Gentoo users can try the ebuild attached to gentoo bug 166166.

  • Add hdapsd support in your kernel: device drivers -> hardware monitoring -> ... (you need it as a module if you want to use tp_smapi and hdaps, see Tp_smapi)
  • Download the ebuild, use same ebuild date as the kernel-patch.
  • Make known the portage an extern ebuild path and add the following line to /etc/make.conf:
PORTDIR_OVERLAY="/usr/local/portage/" (or any other location)
  • Create directory /usr/local/portage and /usr/local/portage/app-laptop/
  • Copy the downloaded ebuild to /usr/local/portage/app-laptop (/usr/local/portage/app-laptop/hdapsd should now exists)
  • Make portage known the new ebuild and creat digist with:
# ebuild /usr/local/portage/app-laptop/hdapsd/hdapsd-20060326.ebuild digest
  • Optional: Copy source file to portage distfiles (if no internet connection is available):
# cp hdapsd-20060326.c /usr/portage/distfiles
  • Accept the x86 keyword for this package: # echo "app-laptop/hdapsd ~x86" >> /etc/portage/package.keywords
  • Install hdapsd with: # emerge hdapsd.
  • Edit /etc/conf.d/hdapsd (change your harddrive if neccessary: mine is sda, and change the value from 5, 5 is to sensitive, 12 is a good value in my opinion).
  • start deamon with: # /etc/init.d/hdapsd start
  • Optional: add to default runlevel: # rc-update add hdapsd default, rc-update add hdapsd battery

Write an eMail to abartel[äd]htwm.de, if you want to get my hdapsd-20060326.ebuild and please upload it.

Ubuntu

hdapsd is available via synaptic for Hardy Heron (9.04) and newer versions.

Building an applet

hdaps-gl

  • Make sure you have installed hdaps [and loaded] and ?opengl?
  • Download hdaps-gl-0.0.5 from the web.
  • Extract files to /opt/hdaps-gl.
  • # make
  • Start the applet: # ./hdaps-gl

Verifying hdapsd is working

According to instructions from the hdaps-devel mailing list:

Start # find / in a terminal and move your laptop. The output should stop while moving (while the heads are parked). When you do this, make sure you do not have any external usb drives. If so it could look like it is not parking the drive while you do this (i.e. it wont park the external and since find is run over the external too, it can continue the find command there).

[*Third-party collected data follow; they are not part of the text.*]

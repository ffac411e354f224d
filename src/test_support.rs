//! Test support utilities shared across unit and integration tests.

use std::collections::{BTreeMap, VecDeque};
use std::sync::{Arc, Mutex, MutexGuard, PoisonError};

use thiserror::Error;

use crate::engine::{EngineFuture, StackEngine, StackSnapshot, StackStatus, UpdateOutcome};
use crate::fetch::{ChannelConnector, ConnectFuture};
use crate::image::{ImageLookupError, ImageResolver};
use crate::remote::{
    ChannelFuture, CommandId, CommandInvocation, InvocationStatus, ManagementChannel,
    RemoteCommand,
};
use crate::stack::ImageId;

/// Account embedded in stack ids produced by [`stack_snapshot`].
pub const TEST_ACCOUNT: &str = "123456789012";

/// Error returned by the scripted doubles.
#[derive(Clone, Debug, Error, Eq, PartialEq)]
#[error("scripted failure: {0}")]
pub struct ScriptedError(pub String);

fn lock<T>(mutex: &Mutex<T>) -> MutexGuard<'_, T> {
    mutex.lock().unwrap_or_else(PoisonError::into_inner)
}

#[derive(Debug, Default)]
struct ChannelState {
    invocations: VecDeque<Result<CommandInvocation, ScriptedError>>,
    send_error: Option<String>,
    cancel_error: Option<String>,
    sent: Vec<RemoteCommand>,
    polls: usize,
    cancelled: Vec<CommandId>,
}

/// Scripted management channel returning queued invocations in FIFO order.
///
/// Once the queue is empty every poll reports `InProgress`. Clones share
/// state, so a test can keep a handle while the executor owns another.
#[derive(Clone, Debug, Default)]
pub struct ScriptedChannel {
    state: Arc<Mutex<ChannelState>>,
}

impl ScriptedChannel {
    /// Creates a channel with no queued invocations.
    #[must_use]
    pub fn new() -> Self {
        Self::default()
    }

    /// Queues an invocation with `status` and no output.
    pub fn push_status(&self, status: InvocationStatus) {
        self.push_invocation(CommandInvocation::with_status(status));
    }

    /// Queues `count` in-progress polls.
    pub fn push_in_progress(&self, count: usize) {
        for _ in 0..count {
            self.push_status(InvocationStatus::InProgress);
        }
    }

    /// Queues a successful invocation with `stdout`.
    pub fn push_success(&self, stdout: impl Into<String>) {
        self.push_invocation(CommandInvocation {
            status: InvocationStatus::Success,
            stdout: stdout.into(),
            stderr: String::new(),
        });
    }

    /// Queues a terminal invocation with `stderr`.
    pub fn push_terminal(&self, status: InvocationStatus, stderr: impl Into<String>) {
        self.push_invocation(CommandInvocation {
            status,
            stdout: String::new(),
            stderr: stderr.into(),
        });
    }

    /// Queues an explicit invocation.
    pub fn push_invocation(&self, invocation: CommandInvocation) {
        lock(&self.state).invocations.push_back(Ok(invocation));
    }

    /// Queues a failing poll.
    pub fn push_poll_error(&self, message: impl Into<String>) {
        lock(&self.state)
            .invocations
            .push_back(Err(ScriptedError(message.into())));
    }

    /// Makes every dispatch fail with `message`.
    pub fn fail_send(&self, message: impl Into<String>) {
        lock(&self.state).send_error = Some(message.into());
    }

    /// Makes every cancellation fail with `message`.
    pub fn fail_cancel(&self, message: impl Into<String>) {
        lock(&self.state).cancel_error = Some(message.into());
    }

    /// Commands dispatched so far.
    #[must_use]
    pub fn sent_commands(&self) -> Vec<RemoteCommand> {
        lock(&self.state).sent.clone()
    }

    /// Number of invocation polls so far.
    #[must_use]
    pub fn poll_count(&self) -> usize {
        lock(&self.state).polls
    }

    /// Commands whose cancellation was requested.
    #[must_use]
    pub fn cancelled(&self) -> Vec<CommandId> {
        lock(&self.state).cancelled.clone()
    }
}

impl ManagementChannel for ScriptedChannel {
    type Error = ScriptedError;

    fn send_command<'a>(
        &'a self,
        command: &'a RemoteCommand,
    ) -> ChannelFuture<'a, CommandId, Self::Error> {
        let result = {
            let mut state = lock(&self.state);
            if let Some(message) = state.send_error.clone() {
                Err(ScriptedError(message))
            } else {
                state.sent.push(command.clone());
                Ok(CommandId::new(format!("cmd-{}", state.sent.len())))
            }
        };
        Box::pin(async move { result })
    }

    fn get_command_invocation<'a>(
        &'a self,
        _command_id: &'a CommandId,
        _instance_id: &'a str,
    ) -> ChannelFuture<'a, CommandInvocation, Self::Error> {
        let result = {
            let mut state = lock(&self.state);
            state.polls += 1;
            state.invocations.pop_front().unwrap_or_else(|| {
                Ok(CommandInvocation::with_status(InvocationStatus::InProgress))
            })
        };
        Box::pin(async move { result })
    }

    fn cancel_command<'a>(
        &'a self,
        command_id: &'a CommandId,
        _instance_id: &'a str,
    ) -> ChannelFuture<'a, (), Self::Error> {
        let result = {
            let mut state = lock(&self.state);
            state.cancelled.push(command_id.clone());
            state.cancel_error.clone().map_or(Ok(()), |message| Err(ScriptedError(message)))
        };
        Box::pin(async move { result })
    }
}

/// Connector handing out a shared [`ScriptedChannel`] and recording regions.
#[derive(Clone, Debug, Default)]
pub struct ScriptedConnector {
    channel: ScriptedChannel,
    regions: Arc<Mutex<Vec<String>>>,
}

impl ScriptedConnector {
    /// Channel every connection shares.
    #[must_use]
    pub const fn channel(&self) -> &ScriptedChannel {
        &self.channel
    }

    /// Regions connected so far.
    #[must_use]
    pub fn regions(&self) -> Vec<String> {
        lock(&self.regions).clone()
    }
}

impl ChannelConnector for ScriptedConnector {
    type Channel = ScriptedChannel;

    fn connect<'a>(&'a self, region: &'a str) -> ConnectFuture<'a, Self::Channel> {
        lock(&self.regions).push(region.to_owned());
        let channel = self.channel.clone();
        Box::pin(async move { channel })
    }
}

/// Call recorded by [`ScriptedEngine`].
#[derive(Clone, Debug, Eq, PartialEq)]
pub enum EngineCall {
    /// `describe` was called.
    Describe,
    /// `create` was called with this template body.
    Create(String),
    /// `update` was called with this template body.
    Update(String),
    /// `delete` was called.
    Delete,
}

#[derive(Debug)]
struct EngineState {
    snapshots: VecDeque<Option<StackSnapshot>>,
    update_outcome: UpdateOutcome,
    create_error: Option<String>,
    calls: Vec<EngineCall>,
}

impl Default for EngineState {
    fn default() -> Self {
        Self {
            snapshots: VecDeque::new(),
            update_outcome: UpdateOutcome::Started,
            create_error: None,
            calls: Vec::new(),
        }
    }
}

/// Scripted stack engine returning queued snapshots in FIFO order.
///
/// The last queued snapshot is sticky: once only one remains, every further
/// `describe` returns it. An empty queue describes a missing stack.
#[derive(Clone, Debug, Default)]
pub struct ScriptedEngine {
    state: Arc<Mutex<EngineState>>,
}

impl ScriptedEngine {
    /// Creates an engine that describes no stack.
    #[must_use]
    pub fn new() -> Self {
        Self::default()
    }

    /// Queues the result of a `describe` call.
    pub fn push_describe(&self, snapshot: Option<StackSnapshot>) {
        lock(&self.state).snapshots.push_back(snapshot);
    }

    /// Queues a snapshot with `status` and `outputs`.
    pub fn push_status(&self, status: &str, outputs: &[(&str, &str)]) {
        self.push_describe(Some(stack_snapshot(status, outputs)));
    }

    /// Sets the result of every `update` call.
    pub fn set_update_outcome(&self, outcome: UpdateOutcome) {
        lock(&self.state).update_outcome = outcome;
    }

    /// Makes every `create` call fail with `message`.
    pub fn fail_create(&self, message: impl Into<String>) {
        lock(&self.state).create_error = Some(message.into());
    }

    /// Calls recorded so far.
    #[must_use]
    pub fn calls(&self) -> Vec<EngineCall> {
        lock(&self.state).calls.clone()
    }
}

impl StackEngine for ScriptedEngine {
    type Error = ScriptedError;

    fn describe<'a>(
        &'a self,
        _stack_name: &'a str,
    ) -> EngineFuture<'a, Option<StackSnapshot>, Self::Error> {
        let snapshot = {
            let mut state = lock(&self.state);
            state.calls.push(EngineCall::Describe);
            if state.snapshots.len() > 1 {
                state.snapshots.pop_front().flatten()
            } else {
                state.snapshots.front().cloned().flatten()
            }
        };
        Box::pin(async move { Ok(snapshot) })
    }

    fn create<'a>(
        &'a self,
        stack_name: &'a str,
        template_body: &'a str,
    ) -> EngineFuture<'a, String, Self::Error> {
        let result = {
            let mut state = lock(&self.state);
            state.calls.push(EngineCall::Create(template_body.to_owned()));
            state
                .create_error
                .clone()
                .map_or_else(|| Ok(stack_arn(stack_name)), |message| Err(ScriptedError(message)))
        };
        Box::pin(async move { result })
    }

    fn update<'a>(
        &'a self,
        _stack_name: &'a str,
        template_body: &'a str,
    ) -> EngineFuture<'a, UpdateOutcome, Self::Error> {
        let outcome = {
            let mut state = lock(&self.state);
            state.calls.push(EngineCall::Update(template_body.to_owned()));
            state.update_outcome
        };
        Box::pin(async move { Ok(outcome) })
    }

    fn delete<'a>(&'a self, _stack_name: &'a str) -> EngineFuture<'a, (), Self::Error> {
        lock(&self.state).calls.push(EngineCall::Delete);
        Box::pin(async { Ok(()) })
    }
}

fn stack_arn(stack_name: &str) -> String {
    format!("arn:aws:cloudformation:us-east-1:{TEST_ACCOUNT}:stack/{stack_name}/0000")
}

/// Builds a snapshot of `VlessProxyStack` owned by [`TEST_ACCOUNT`].
#[must_use]
pub fn stack_snapshot(status: &str, outputs: &[(&str, &str)]) -> StackSnapshot {
    StackSnapshot {
        stack_id: stack_arn("VlessProxyStack"),
        status: StackStatus::from(status),
        status_reason: None,
        outputs: outputs
            .iter()
            .map(|(key, value)| ((*key).to_owned(), (*value).to_owned()))
            .collect::<BTreeMap<_, _>>(),
    }
}

/// Outputs a settled proxy stack exports.
#[must_use]
pub fn complete_outputs() -> Vec<(&'static str, &'static str)> {
    vec![
        ("ProxyIP", "203.0.113.10"),
        ("InstanceId", "i-0123456789abcdef0"),
        ("Region", "us-east-1"),
        (
            "SessionManagerAccess",
            "aws ssm start-session --target i-0123456789abcdef0",
        ),
        (
            "ConfigInstructions",
            "Run 'reality-proxy fetch-config' to get your Reality configuration",
        ),
    ]
}

/// Image resolver returning a fixed result and counting lookups.
#[derive(Clone, Debug)]
pub struct ScriptedImageResolver {
    result: Result<ImageId, ImageLookupError>,
    lookups: Arc<Mutex<usize>>,
}

impl ScriptedImageResolver {
    /// Resolver that always yields `image`.
    #[must_use]
    pub fn resolving(image: &str) -> Self {
        Self {
            result: Ok(ImageId::from(image)),
            lookups: Arc::default(),
        }
    }

    /// Resolver that always fails with `err`.
    #[must_use]
    pub fn failing(err: ImageLookupError) -> Self {
        Self {
            result: Err(err),
            lookups: Arc::default(),
        }
    }

    /// Number of lookups so far.
    #[must_use]
    pub fn lookups(&self) -> usize {
        *lock(&self.lookups)
    }
}

impl ImageResolver for ScriptedImageResolver {
    fn resolve(&self) -> EngineFuture<'_, ImageId, ImageLookupError> {
        *lock(&self.lookups) += 1;
        let result = self.result.clone();
        Box::pin(async move { result })
    }
}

Alternatively, run # while true; do cat /sys/block/sda/device/unload_heads; done (replacing sda with your device) and move the laptop. When the value is greater than zero the heads are parked.

Troubleshooting

See the Problem with APS harddisk parking page for troubleshooting APS issues.

NOTE!
If you use tp_smapi, remember to include the option HDAPS=1 when installing tp_smapi. Also, you might need to build the hdaps driver as module.

Further Information

  • Additonal information and support is available through the hdaps-devel mailinglist and its archive.